THE TASK — Read the listing below and copy out every line that holds "nextCursor".

DATA FOR ANALYSIS —
^^^^^^^^
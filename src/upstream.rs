//! HTTP client for upstream MCP servers.
//!
//! Two kinds of traffic flow through here. The snapshotter issues typed
//! JSON-RPC calls (`initialize` and the paginated listing methods); the
//! proxy engine forwards raw requests byte-for-byte. Both share one pooled
//! [`reqwest::Client`].
//!
//! Per the Streamable HTTP transport an upstream may answer a POSTed
//! JSON-RPC request either with a plain JSON body or with an SSE stream that
//! carries the response as an event; [`UpstreamClient::send_jsonrpc`]
//! handles both.

use std::sync::atomic::{AtomicI64, Ordering};
use std::sync::LazyLock;
use std::time::Duration;

use axum::http::{header, HeaderMap, HeaderName};
use futures_util::StreamExt;
use serde_json::{json, Value};

/// Protocol version sent in `initialize` and the `MCP-Protocol-Version` header.
pub const CLIENT_PROTOCOL_VERSION: &str = "2024-11-05";

const CLIENT_NAME: &str = "mcp-guardian";
const CLIENT_VERSION: &str = env!("CARGO_PKG_VERSION");

/// Hop-by-hop headers that must never cross the proxy, plus `host` and
/// `content-length`, which the client recomputes for the rewritten request.
static SKIPPED_HEADERS: LazyLock<[HeaderName; 10]> = LazyLock::new(|| {
    [
        header::CONNECTION,
        HeaderName::from_static("keep-alive"),
        header::PROXY_AUTHENTICATE,
        header::PROXY_AUTHORIZATION,
        header::TE,
        header::TRAILER,
        header::TRANSFER_ENCODING,
        header::UPGRADE,
        header::HOST,
        header::CONTENT_LENGTH,
    ]
});

#[derive(Debug, thiserror::Error)]
pub enum UpstreamError {
    #[error("upstream unreachable: {0}")]
    Unreachable(#[source] reqwest::Error),

    #[error("upstream timed out")]
    Timeout,

    #[error("upstream protocol error: {0}")]
    Protocol(String),

    #[error("JSON-RPC error {code}: {message}")]
    JsonRpc {
        code: i64,
        message: String,
        data: Option<Value>,
    },
}

impl From<reqwest::Error> for UpstreamError {
    fn from(err: reqwest::Error) -> Self {
        if err.is_timeout() {
            UpstreamError::Timeout
        } else {
            UpstreamError::Unreachable(err)
        }
    }
}

/// JSON-RPC method-not-found, treated as "capability absent" by listings.
const METHOD_NOT_FOUND: i64 = -32601;

#[derive(Debug, Clone)]
pub struct InitializeResult {
    pub protocol_version: String,
    pub capabilities: Value,
    pub server_info: Value,
}

/// Removes headers the proxy must not forward; everything else passes
/// through verbatim, in both directions.
pub fn filter_headers(headers: &HeaderMap) -> HeaderMap {
    let mut filtered = HeaderMap::new();
    for (name, value) in headers {
        if SKIPPED_HEADERS.contains(name) {
            continue;
        }
        filtered.append(name.clone(), value.clone());
    }
    filtered
}

/// Thin client for MCP over Streamable HTTP.
///
/// Safe to share across tasks; reqwest's client pools connections
/// internally.
#[derive(Debug)]
pub struct UpstreamClient {
    client: reqwest::Client,
    /// Whole-call deadline for typed JSON-RPC calls, and first-byte deadline
    /// for forwarded requests.
    request_timeout: Duration,
    next_id: AtomicI64,
}

impl Default for UpstreamClient {
    fn default() -> Self {
        Self::new(Duration::from_secs(30))
    }
}

impl UpstreamClient {
    pub fn new(request_timeout: Duration) -> Self {
        let client = reqwest::Client::builder()
            .connect_timeout(request_timeout)
            .build()
            .unwrap_or_else(|_| reqwest::Client::new());

        Self {
            client,
            request_timeout,
            next_id: AtomicI64::new(1),
        }
    }

    /// Runs the MCP `initialize` handshake against an upstream.
    pub async fn initialize(&self, url: &str) -> Result<InitializeResult, UpstreamError> {
        let params = json!({
            "protocolVersion": CLIENT_PROTOCOL_VERSION,
            "capabilities": {
                "roots": {"listChanged": false},
                "sampling": {},
            },
            "clientInfo": {
                "name": CLIENT_NAME,
                "version": CLIENT_VERSION,
            },
        });

        let result = self.send_jsonrpc(url, "initialize", Some(params)).await?;

        let protocol_version = result
            .get("protocolVersion")
            .and_then(Value::as_str)
            .ok_or_else(|| {
                UpstreamError::Protocol("initialize result is missing protocolVersion".to_string())
            })?
            .to_string();

        Ok(InitializeResult {
            protocol_version,
            capabilities: result.get("capabilities").cloned().unwrap_or(json!({})),
            server_info: result.get("serverInfo").cloned().unwrap_or(json!({})),
        })
    }

    /// Lists every item a paginated MCP listing method advertises, following
    /// `nextCursor` until the upstream stops returning one.
    ///
    /// A JSON-RPC "method not found" means the upstream simply does not
    /// implement the capability and yields an empty list.
    pub async fn list(&self, url: &str, method: &str) -> Result<Vec<Value>, UpstreamError> {
        let items_key = match method {
            "tools/list" => "tools",
            "resources/list" => "resources",
            "resources/templates/list" => "resourceTemplates",
            "prompts/list" => "prompts",
            other => {
                return Err(UpstreamError::Protocol(format!(
                    "unsupported listing method '{other}'"
                )))
            }
        };

        let mut items = Vec::new();
        let mut cursor: Option<String> = None;

        loop {
            let params = cursor.as_ref().map(|c| json!({ "cursor": c }));
            let result = match self.send_jsonrpc(url, method, params).await {
                Ok(result) => result,
                Err(UpstreamError::JsonRpc { code, .. }) if code == METHOD_NOT_FOUND => {
                    tracing::debug!(method, "upstream does not implement listing method");
                    return Ok(Vec::new());
                }
                Err(err) => return Err(err),
            };

            if let Some(page) = result.get(items_key).and_then(Value::as_array) {
                items.extend(page.iter().cloned());
            }

            cursor = result
                .get("nextCursor")
                .and_then(Value::as_str)
                .map(str::to_string);
            if cursor.is_none() {
                break;
            }
        }

        Ok(items)
    }

    /// Sends one JSON-RPC request and returns its `result` member.
    pub async fn send_jsonrpc(
        &self,
        url: &str,
        method: &str,
        params: Option<Value>,
    ) -> Result<Value, UpstreamError> {
        let mut request = json!({
            "jsonrpc": "2.0",
            "id": self.next_id.fetch_add(1, Ordering::Relaxed),
            "method": method,
        });
        if let Some(params) = params {
            request["params"] = params;
        }

        let response = self
            .client
            .post(url)
            .timeout(self.request_timeout)
            .header(header::CONTENT_TYPE, "application/json")
            .header(header::ACCEPT, "application/json, text/event-stream")
            .header("MCP-Protocol-Version", CLIENT_PROTOCOL_VERSION)
            .json(&request)
            .send()
            .await?;

        let status = response.status();
        if !status.is_success() {
            return Err(UpstreamError::Protocol(format!(
                "{method} returned HTTP {status}"
            )));
        }

        let content_type = response
            .headers()
            .get(header::CONTENT_TYPE)
            .and_then(|v| v.to_str().ok())
            .unwrap_or("")
            .to_ascii_lowercase();

        let message = if content_type.starts_with("text/event-stream") {
            self.read_jsonrpc_from_sse(response).await?
        } else {
            let body = response.bytes().await?;
            serde_json::from_slice(&body).map_err(|e| {
                UpstreamError::Protocol(format!("invalid JSON body for {method}: {e}"))
            })?
        };

        unwrap_jsonrpc(message, method)
    }

    /// Scans an SSE response body for the first JSON-RPC response event.
    ///
    /// Servers may interleave notifications before the response; anything
    /// that is not a response object is skipped.
    async fn read_jsonrpc_from_sse(
        &self,
        response: reqwest::Response,
    ) -> Result<Value, UpstreamError> {
        let mut stream = response.bytes_stream();
        let mut buffer = String::new();

        while let Some(chunk) = stream.next().await {
            let chunk = chunk.map_err(UpstreamError::from)?;
            buffer.push_str(&String::from_utf8_lossy(&chunk));

            while let Some(boundary) = buffer.find("\n\n") {
                let event: String = buffer.drain(..boundary + 2).collect();

                let data: String = event
                    .lines()
                    .filter_map(|line| line.strip_prefix("data:"))
                    .map(|line| line.strip_prefix(' ').unwrap_or(line))
                    .collect::<Vec<_>>()
                    .join("\n");
                if data.is_empty() {
                    continue;
                }

                if let Ok(message) = serde_json::from_str::<Value>(&data) {
                    if message.get("result").is_some() || message.get("error").is_some() {
                        return Ok(message);
                    }
                }
            }
        }

        Err(UpstreamError::Protocol(
            "SSE stream ended without a JSON-RPC response".to_string(),
        ))
    }

    /// Forwards a raw request and hands back the upstream response without
    /// touching its body.
    ///
    /// The deadline covers the exchange up to the response headers only, so
    /// long-lived SSE bodies are never cut off by it.
    pub async fn forward(
        &self,
        method: reqwest::Method,
        url: &str,
        headers: HeaderMap,
        body: Vec<u8>,
    ) -> Result<reqwest::Response, UpstreamError> {
        let request = self
            .client
            .request(method, url)
            .headers(headers)
            .body(body);

        let response = tokio::time::timeout(self.request_timeout, request.send())
            .await
            .map_err(|_| UpstreamError::Timeout)??;

        Ok(response)
    }
}

fn unwrap_jsonrpc(message: Value, method: &str) -> Result<Value, UpstreamError> {
    if message.get("jsonrpc").and_then(Value::as_str) != Some("2.0") {
        return Err(UpstreamError::Protocol(format!(
            "{method} response is not JSON-RPC 2.0"
        )));
    }

    if let Some(error) = message.get("error") {
        return Err(UpstreamError::JsonRpc {
            code: error.get("code").and_then(Value::as_i64).unwrap_or(0),
            message: error
                .get("message")
                .and_then(Value::as_str)
                .unwrap_or("unknown error")
                .to_string(),
            data: error.get("data").cloned(),
        });
    }

    message
        .get("result")
        .cloned()
        .ok_or_else(|| UpstreamError::Protocol(format!("{method} response has no result")))
}

#[cfg(test)]
mod tests {
    use super::*;
    use axum::http::HeaderValue;

    #[test]
    fn hop_by_hop_headers_are_dropped() {
        let mut headers = HeaderMap::new();
        headers.insert(header::CONNECTION, HeaderValue::from_static("keep-alive"));
        headers.insert(header::TRANSFER_ENCODING, HeaderValue::from_static("chunked"));
        headers.insert(header::UPGRADE, HeaderValue::from_static("h2c"));
        headers.insert(header::HOST, HeaderValue::from_static("proxy.local"));
        headers.insert(header::CONTENT_LENGTH, HeaderValue::from_static("42"));
        headers.insert("keep-alive", HeaderValue::from_static("timeout=5"));

        assert!(filter_headers(&headers).is_empty());
    }

    #[test]
    fn mcp_headers_pass_through() {
        let mut headers = HeaderMap::new();
        headers.insert("mcp-session-id", HeaderValue::from_static("abc-123"));
        headers.insert("mcp-protocol-version", HeaderValue::from_static("2024-11-05"));
        headers.insert("last-event-id", HeaderValue::from_static("42"));
        headers.insert(header::ACCEPT, HeaderValue::from_static("text/event-stream"));
        headers.insert(header::AUTHORIZATION, HeaderValue::from_static("Bearer tok"));

        let filtered = filter_headers(&headers);
        assert_eq!(filtered.len(), 5);
        assert_eq!(filtered.get("last-event-id").unwrap(), "42");
        assert_eq!(filtered.get("mcp-session-id").unwrap(), "abc-123");
    }

    #[test]
    fn jsonrpc_error_objects_become_typed_errors() {
        let message = serde_json::json!({
            "jsonrpc": "2.0",
            "id": 1,
            "error": {"code": -32601, "message": "Method not found"},
        });
        match unwrap_jsonrpc(message, "tools/list") {
            Err(UpstreamError::JsonRpc { code, message, .. }) => {
                assert_eq!(code, -32601);
                assert_eq!(message, "Method not found");
            }
            other => panic!("expected JsonRpc error, got {other:?}"),
        }
    }

    #[test]
    fn missing_jsonrpc_marker_is_a_protocol_error() {
        let message = serde_json::json!({"id": 1, "result": {}});
        assert!(matches!(
            unwrap_jsonrpc(message, "initialize"),
            Err(UpstreamError::Protocol(_))
        ));
    }
}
^^^^^^^^
TASK RESULT —
    /// `nextCursor` until the upstream stops returning one.
                .get("nextCursor")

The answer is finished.